> [WHAT IS EXPECTED] Within the listing that follows, state how many lines include the word "LegacySharedVaultData"; write only that number.

> [PROVIDED RECORDS]
════════════════

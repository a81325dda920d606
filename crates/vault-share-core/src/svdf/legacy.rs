//! Decode-only support for the pre-SVDF "SharedVaultData" blob format.
//!
//! Before SVDF, a shared vault was a single encrypted blob whose plaintext
//! was either a JSON object or an Apple-style property list, each holding
//! an inline array of files with base64-encoded content. Recipients may
//! still hold links created before the SVDF cutover, so the import engine
//! falls back to this decoder when [`super::reader::is_svdf`] says the
//! decrypted container isn't SVDF. There is no writer: new shares are
//! always SVDF.

use base64::Engine;
use serde::Deserialize;
use tracing::instrument;
use uuid::Uuid;

use crate::model::SharedFile;

use super::entry::NO_DURATION;
use super::SvdfError;

/// Decoded legacy blob, already converted into the same [`SharedFile`]
/// shape the SVDF codec produces, so callers don't need a parallel code
/// path past this point.
#[derive(Debug, Clone)]
pub struct LegacySharedVaultData {
    pub owner_fingerprint: String,
    pub shared_at: f64,
    pub files: Vec<SharedFile>,
}

#[derive(Debug, Deserialize)]
struct JsonSharedVaultData {
    owner_fingerprint: String,
    shared_at: f64,
    files: Vec<JsonLegacyFile>,
}

#[derive(Debug, Deserialize)]
struct JsonLegacyFile {
    id: Uuid,
    filename: String,
    mime_type: String,
    original_size: u32,
    created_at: f64,
    #[serde(default)]
    encrypted_thumbnail: String,
    encrypted_content: String,
}

impl JsonLegacyFile {
    fn into_shared_file(self) -> Result<SharedFile, SvdfError> {
        let encrypted_thumbnail = decode_base64_field(&self.encrypted_thumbnail, "encryptedThumbnail")?;
        let encrypted_content = decode_base64_field(&self.encrypted_content, "encryptedContent")?;
        Ok(SharedFile {
            id: self.id,
            filename: self.filename,
            mime_type: self.mime_type,
            original_size: self.original_size,
            created_at: self.created_at,
            duration: NO_DURATION,
            encrypted_thumbnail,
            encrypted_content,
        })
    }
}

fn decode_base64_field(value: &str, field: &str) -> Result<Vec<u8>, SvdfError> {
    if value.is_empty() {
        return Ok(Vec::new());
    }
    base64::engine::general_purpose::STANDARD
        .decode(value)
        .map_err(|e| SvdfError::InvalidManifest(format!("legacy field {field} is not valid base64: {e}")))
}

/// Decodes a plaintext legacy "SharedVaultData" blob, trying JSON first and
/// falling back to the minimal plist-XML form. `plaintext` is the already
/// decrypted body (decryption itself is unchanged: legacy blobs use the
/// same [`crate::crypto::Crypto::decrypt`] envelope as everything else).
#[instrument(level = "debug", skip(plaintext))]
pub fn decode_shared_vault_data(plaintext: &[u8]) -> Result<LegacySharedVaultData, SvdfError> {
    if let Ok(json) = serde_json::from_slice::<JsonSharedVaultData>(plaintext) {
        let files = json
            .files
            .into_iter()
            .map(JsonLegacyFile::into_shared_file)
            .collect::<Result<Vec<_>, _>>()?;
        return Ok(LegacySharedVaultData {
            owner_fingerprint: json.owner_fingerprint,
            shared_at: json.shared_at,
            files,
        });
    }
    decode_plist(plaintext)
}

/// A deliberately narrow plist-XML decoder: just enough structure to read
/// the flat `SharedVaultData` dictionary this format actually used
/// (`ownerFingerprint` string, `sharedAt` real, `files` array of file
/// dicts), not a general Apple plist implementation.
fn decode_plist(plaintext: &[u8]) -> Result<LegacySharedVaultData, SvdfError> {
    let text = std::str::from_utf8(plaintext)
        .map_err(|e| SvdfError::InvalidManifest(format!("legacy plist is not valid UTF-8: {e}")))?;

    let root = tag_body(text, "dict", 0)
        .ok_or_else(|| SvdfError::InvalidManifest("legacy plist missing root <dict>".to_string()))?;

    let owner_fingerprint = dict_string(root, "ownerFingerprint")
        .ok_or_else(|| SvdfError::InvalidManifest("legacy plist missing ownerFingerprint".to_string()))?;
    let shared_at = dict_real(root, "sharedAt")
        .ok_or_else(|| SvdfError::InvalidManifest("legacy plist missing sharedAt".to_string()))?;

    let files_array = dict_value_body(root, "files", "array")
        .ok_or_else(|| SvdfError::InvalidManifest("legacy plist missing files array".to_string()))?;

    let mut files = Vec::new();
    let mut cursor = 0;
    while let Some(file_dict) = tag_body(files_array, "dict", cursor) {
        let consumed_end = find_tag_end(files_array, "dict", cursor)
            .ok_or_else(|| SvdfError::InvalidManifest("unterminated legacy file dict".to_string()))?;
        files.push(decode_plist_file(file_dict)?);
        cursor = consumed_end;
    }

    Ok(LegacySharedVaultData { owner_fingerprint, shared_at, files })
}

fn decode_plist_file(dict: &str) -> Result<SharedFile, SvdfError> {
    let id_str = dict_string(dict, "id")
        .ok_or_else(|| SvdfError::InvalidManifest("legacy file missing id".to_string()))?;
    let id = Uuid::parse_str(&id_str)
        .map_err(|e| SvdfError::InvalidManifest(format!("legacy file id is not a UUID: {e}")))?;
    let filename = dict_string(dict, "filename")
        .ok_or_else(|| SvdfError::InvalidManifest("legacy file missing filename".to_string()))?;
    let mime_type = dict_string(dict, "mimeType")
        .ok_or_else(|| SvdfError::InvalidManifest("legacy file missing mimeType".to_string()))?;
    let original_size = dict_real(dict, "originalSize")
        .ok_or_else(|| SvdfError::InvalidManifest("legacy file missing originalSize".to_string()))?
        as u32;
    let created_at = dict_real(dict, "createdAt")
        .ok_or_else(|| SvdfError::InvalidManifest("legacy file missing createdAt".to_string()))?;
    let encrypted_thumbnail = dict_data(dict, "encryptedThumbnail").unwrap_or_default();
    let encrypted_content = dict_data(dict, "encryptedContent")
        .ok_or_else(|| SvdfError::InvalidManifest("legacy file missing encryptedContent".to_string()))?;

    Ok(SharedFile {
        id,
        filename,
        mime_type,
        original_size,
        created_at,
        duration: NO_DURATION,
        encrypted_thumbnail,
        encrypted_content,
    })
}

/// Finds `<key>name</key>` at or after `from` and returns the byte range of
/// the immediately following value element's body, plus the tag name.
fn find_key_value<'a>(text: &'a str, key: &str) -> Option<(String, &'a str)> {
    let key_tag = format!("<key>{key}</key>");
    let key_pos = text.find(&key_tag)?;
    let after_key = key_pos + key_tag.len();
    let rest = &text[after_key..];
    let open_start = rest.find('<')?;
    let open_rest = &rest[open_start + 1..];
    let open_end = open_rest.find('>')?;
    let raw_tag = &open_rest[..open_end];
    let tag_name = raw_tag.trim_end_matches('/').to_string();

    if raw_tag.ends_with('/') {
        return Some((tag_name, ""));
    }

    let body_start = open_start + 1 + open_end + 1;
    let closing = format!("</{tag_name}>");
    let body = &rest[body_start..];
    let close_pos = body.find(&closing)?;
    Some((tag_name, &body[..close_pos]))
}

fn dict_string(dict: &str, key: &str) -> Option<String> {
    let (_, body) = find_key_value(dict, key)?;
    Some(body.to_string())
}

fn dict_real(dict: &str, key: &str) -> Option<f64> {
    let (_, body) = find_key_value(dict, key)?;
    body.trim().parse().ok()
}

fn dict_data(dict: &str, key: &str) -> Option<Vec<u8>> {
    let (_, body) = find_key_value(dict, key)?;
    let cleaned: String = body.chars().filter(|c| !c.is_whitespace()).collect();
    base64::engine::general_purpose::STANDARD.decode(cleaned).ok()
}

/// Returns the body of a named value's tag for `key`, checked against the
/// expected tag name (used for `<array>`/`<dict>`-valued keys).
fn dict_value_body<'a>(dict: &'a str, key: &str, expected_tag: &str) -> Option<&'a str> {
    let (tag, body) = find_key_value(dict, key)?;
    if tag == expected_tag {
        Some(body)
    } else {
        None
    }
}



/// Returns the body of the `tag_index`-th occurrence of `<tag>...</tag>`
/// starting the scan at byte offset `from`, using naive (non-nesting-aware)
/// matching of the *outermost* open/close pair found at that position —
/// sufficient for the flat, non-recursive dicts this format actually uses.
fn tag_body<'a>(text: &'a str, tag: &str, from: usize) -> Option<&'a str> {
    if from > text.len() {
        return None;
    }
    let open = format!("<{tag}>");
    let close = format!("</{tag}>");
    let search = &text[from..];
    let start = search.find(&open)? + from + open.len();
    let end = text[start..].find(&close)? + start;
    Some(&text[start..end])
}

fn find_tag_end(text: &str, tag: &str, from: usize) -> Option<usize> {
    let close = format!("</{tag}>");
    let search = &text[from..];
    let open = format!("<{tag}>");
    let start = search.find(&open)? + from;
    let end = text[start..].find(&close)? + start + close.len();
    Some(end)
}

════════════════

> [RESULT FOR THIS TASK] 5